Why Pandemic Will Narrow Trump's Path To Re-Election

@alexvhenderson
Why Pandemic Will Narrow Trump's Path To Re-Election

Reprinted with permission from Alternet

The deep and bitter political divisions in the United States existed long before the coronavirus pandemic — gone are the days when President Ronald Reagan had a cordial, friendly relationship with Democratic House Speaker Tip O'Neill and President Richard Nixon and Sen. Ted Kennedy joined forces on ideas for universal health care. But in an article for The Atlantic, Senior Editor Ronald Brownstein explains why the pandemic could be making the Republican/Democratic divide even worse.

"The coronavirus pandemic appears destined to widen the political divide between the nation's big cities and the smaller places beyond them," Brownstein explains. "And that could narrow Donald Trump's possible pathways to reelection."


In many pro-Trump right-wing media outlets, the coverage of coronavirus has been incredibly different from that of CNN, MSNBC, the New York Times or the Washington Post. When CNN and MSNBC were sounding the alarm back in January and February, Fox News and white AM talk radio insisted that the mainstream media were exaggerating the threat. But it turns out that CNN and MSNBC weren't exaggerating in the slightest: as of Thursday morning, April 16, coronavirus had killed more than 138,400 people worldwide (according to researchers at John Hopkins University in Baltimore, Maryland). That includes over 30,000 people in the United States.

Residents of large urban centers and suburbs in the U.S., Brownstein reports, are being hit especially hard by coronavirus — and that could affect how they vote in November.

"Epidemiologists and other medical experts disagree on whether the disease will ultimately besiege smaller places to a greater extent than it has so far," Brownstein explains. "But there's no question that it's exacted its heaviest costs on major cities and their inner suburbs, including New York City, Detroit, Chicago, Boston, New Orleans, Los Angeles and Seattle."

Polls, Brownstein adds, show that urbanites and suburbanites are much more likely to disapprove of the way that Trump has been handling the pandemic — while residents of rural areas are more likely to approve.

"In a national Quinnipiac University survey released last week," Brownstein observes, "just 37 percent of adults living in cities and 44 percent of those in suburbs said they approved of Trump's management of the outbreak.
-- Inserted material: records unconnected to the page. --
#![forbid(unsafe_code)]

//! In-memory connector for tests.
//!
//! [`MockConnector`] is a cloneable handle: hand one clone to a connection and
//! keep the other to drive the transports it creates. The `simulate_*`
//! methods act on the most recently created transport and deliver their
//! events synchronously, the way a socket library calling back into the
//! connection would.

use std::cell::RefCell;
use std::fmt;
use std::rc::Rc;

use super::error::TransportError;
use super::status::ConnectionStatus;
use super::transport::{
    CLOSE_ABNORMAL, CLOSE_NORMAL, CloseEvent, ConnectRequest, Connector, MessageEvent, Transport,
    TransportEvents,
};

type CloseArgs = (Option<u16>, Option<String>);

struct MockConn {
    events: TransportEvents,
    state: ConnectionStatus,
    sent: Vec<String>,
    closed_with: Option<CloseArgs>,
}

#[derive(Default)]
struct MockNet {
    requests: Vec<ConnectRequest>,
    connections: Vec<Rc<RefCell<MockConn>>>,
    fail_connect: Option<TransportError>,
    hold_close: bool,
    fail_sends: bool,
}

/// Scriptable [`Connector`] whose transports live in memory.
#[derive(Clone, Default)]
pub struct MockConnector {
    net: Rc<RefCell<MockNet>>,
}

impl fmt::Debug for MockConnector {
    fn fmt(&self, f: &mut fmt::Formatter<'_>) -> fmt::Result {
        let net = self.net.borrow();
        f.debug_struct("MockConnector")
            .field("attempts", &net.requests.len())
            .field("connections", &net.connections.len())
            .field("failing", &net.fail_connect.is_some())
            .finish()
    }
}

impl MockConnector {
    #[must_use]
    pub fn new() -> Self {
        Self::default()
    }

    /// A connector whose every connect attempt fails.
    #[must_use]
    pub fn always_failing() -> Self {
        let mock = Self::new();
        mock.fail_connects(true);
        mock
    }

    /// Transports record `close()` but wait for
    /// [`confirm_close`](Self::confirm_close) before reporting it.
    #[must_use]
    pub fn hold_close(self) -> Self {
        self.net.borrow_mut().hold_close = true;
        self
    }

    /// Make subsequent connect attempts fail (or succeed again).
    pub fn fail_connects(&self, fail: bool) {
        self.net.borrow_mut().fail_connect =
            fail.then(|| TransportError::Connect("connection refused".into()));
    }

    /// Make transport sends fail (or succeed again).
    pub fn fail_sends(&self, fail: bool) {
        self.net.borrow_mut().fail_sends = fail;
    }

    /// Number of connect attempts, successful or not.
    #[must_use]
    pub fn attempts(&self) -> usize {
        self.net.borrow().requests.len()
    }

    /// Number of transports created.
    #[must_use]
    pub fn connection_count(&self) -> usize {
        self.net.borrow().connections.len()
    }

    #[must_use]
    pub fn last_request(&self) -> Option<ConnectRequest> {
        self.net.borrow().requests.last().cloned()
    }

    /// Payloads sent on the latest transport.
    #[must_use]
    pub fn sent(&self) -> Vec<String> {
        self.latest()
            .map(|c| c.borrow().sent.clone())
            .unwrap_or_default()
    }

    /// Payloads sent on transport `index`.
    #[must_use]
    pub fn sent_at(&self, index: usize) -> Vec<String> {
        self.at(index)
            .map(|c| c.borrow().sent.clone())
            .unwrap_or_default()
    }

    /// Arguments of the latest transport's `close()` call.
    #[must_use]
    pub fn closed_with(&self) -> Option<CloseArgs> {
        self.latest().and_then(|c| c.borrow().closed_with.clone())
    }

    /// Arguments of transport `index`'s `close()` call.
    #[must_use]
    pub fn closed_with_at(&self, index: usize) -> Option<CloseArgs> {
        self.at(index).and_then(|c| c.borrow().closed_with.clone())
    }

    /// Event handle of transport `index`.
    #[must_use]
    pub fn events(&self, index: usize) -> Option<TransportEvents> {
        self.at(index).map(|c| c.borrow().events.clone())
    }

    /// Ready state of the latest transport.
    #[must_use]
    pub fn ready_state(&self) -> Option<ConnectionStatus> {
        self.latest().map(|c| c.borrow().state)
    }

    pub fn simulate_open(&self) {
        if let Some(events) = self.transition(ConnectionStatus::Open) {
            events.opened();
        }
    }

    pub fn simulate_message(&self, data: &str) {
        self.simulate(MessageEvent::text(data));
    }

    pub fn simulate(&self, message: MessageEvent) {
        if let Some(events) = self.events_of_latest() {
            events.message(message);
        }
    }

    /// Report an error without closing the transport.
    pub fn simulate_error(&self, error: TransportError) {
        if let Some(events) = self.events_of_latest() {
            events.error(error);
        }
    }

    /// Mark the transport closed, then report an error.
    pub fn simulate_fatal_error(&self, error: TransportError) {
        if let Some(events) = self.transition(ConnectionStatus::Closed) {
            events.error(error);
        }
    }

    /// The remote end closed the transport.
    pub fn simulate_close(&self, code: u16, reason: &str) {
        if let Some(events) = self.transition(ConnectionStatus::Closed) {
            events.closed(CloseEvent {
                code,
                reason: reason.to_string(),
                was_clean: code != CLOSE_ABNORMAL,
            });
        }
    }

    /// Complete a close held by [`hold_close`](Self::hold_close).
    pub fn confirm_close(&self) {
        let Some(conn) = self.latest() else { return };
        let (code, reason) = conn.borrow().closed_with.clone().unwrap_or((None, None));
        if let Some(events) = self.transition(ConnectionStatus::Closed) {
            events.closed(close_event(code, reason.as_deref()));
        }
    }

    fn latest(&self) -> Option<Rc<RefCell<MockConn>>> {
        self.net.borrow().connections.last().cloned()
    }

    fn at(&self, index: usize) -> Option<Rc<RefCell<MockConn>>> {
        self.net.borrow().connections.get(index).cloned()
    }

    fn events_of_latest(&self) -> Option<TransportEvents> {
        self.latest().map(|c| c.borrow().events.clone())
    }

    /// Set the latest transport's state; returns its events handle with no
    /// borrow held.
    fn transition(&self, state: ConnectionStatus) -> Option<TransportEvents> {
        let cell = self.latest()?;
        let mut conn = cell.borrow_mut();
        conn.state = state;
        Some(conn.events.clone())
    }
}

impl Connector for MockConnector {
    fn connect(
        &mut self,
        request: &ConnectRequest,
        events: TransportEvents,
    ) -> Result<Box<dyn Transport>, TransportError> {
        let mut net = self.net.borrow_mut();
        net.requests.push(request.clone());
        if let Some(err) = net.fail_connect.clone() {
            return Err(err);
        }
        let conn = Rc::new(RefCell::new(MockConn {
            events,
            state: ConnectionStatus::Connecting,
            sent: Vec::new(),
            closed_with: None,
        }));
        net.connections.push(Rc::clone(&conn));
        Ok(Box::new(MockTransport {
            conn,
            net: Rc::clone(&self.net),
        }))
    }
}

struct MockTransport {
    conn: Rc<RefCell<MockConn>>,
    net: Rc<RefCell<MockNet>>,
}

impl Transport for MockTransport {
    fn ready_state(&self) -> ConnectionStatus {
        self.conn.borrow().state
    }

    fn send(&mut self, payload: &str) -> Result<(), TransportError> {
        if self.net.borrow().fail_sends {
            return Err(TransportError::Send("mock send failure".into()));
        }
        let mut conn = self.conn.borrow_mut();
        if !conn.state.is_open() {
            return Err(TransportError::Send(format!("transport is {}", conn.state)));
        }
        conn.sent.push(payload.to_string());
        Ok(())
    }

    fn close(&mut self, code: Option<u16>, reason: Option<&str>) {
        let hold = self.net.borrow().hold_close;
        let events = {
            let mut conn = self.conn.borrow_mut();
            conn.closed_with = Some((code, reason.map(str::to_string)));
            conn.state = if hold {
                ConnectionStatus::Closing
            } else {
                ConnectionStatus::Closed
            };
            conn.events.clone()
        };
        if !hold {
            events.closed(close_event(code, reason));
        }
    }
}

fn close_event(code: Option<u16>, reason: Option<&str>) -> CloseEvent {
    CloseEvent::new(code.unwrap_or(CLOSE_NORMAL), reason.unwrap_or(""))
}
By stark contrast, 63 percent of those in rural areas said they approved. In the latest tracking polling conducted by the Democratic firms GBAO and the Global Strategy Group, a majority of Americans in all three regions said Trump failed to take the threat seriously enough at the outset of the pandemic. But the numbers were significantly higher in urban and suburban areas, where almost two-thirds of respondents said he acted too slowly."

Trump has been calling for the U.S. economy to reopen in early May. But Democratic mayors of major U.S. cities, Brownstein points out, are "dubious that it will be safe anytime soon to reopen their economies on a mass scale." According to Larry Levitt, executive vice president for health policy at the nonpartisan Kaiser Family Foundation, "There may also be bigger challenges getting people back to work in urban areas. People in cities rely much more heavily on public transportation, and they work and shop in much closer quarters."

The coronavirus pandemic, Brownstein writes, could "force" Trump to "generate even bigger margins in small communities to offset a potentially weaker performance than last time in the largest ones."

"It could force him to generate even bigger margins in small communities to offset a potentially weaker performance than last time in the largest ones," Brownstein explains. "In all these ways, the virus' effect on America is coursing through the channels already cut by its existing geographic and political differences. It should surprise no one if a current this powerful and destabilizing only deepens that divide."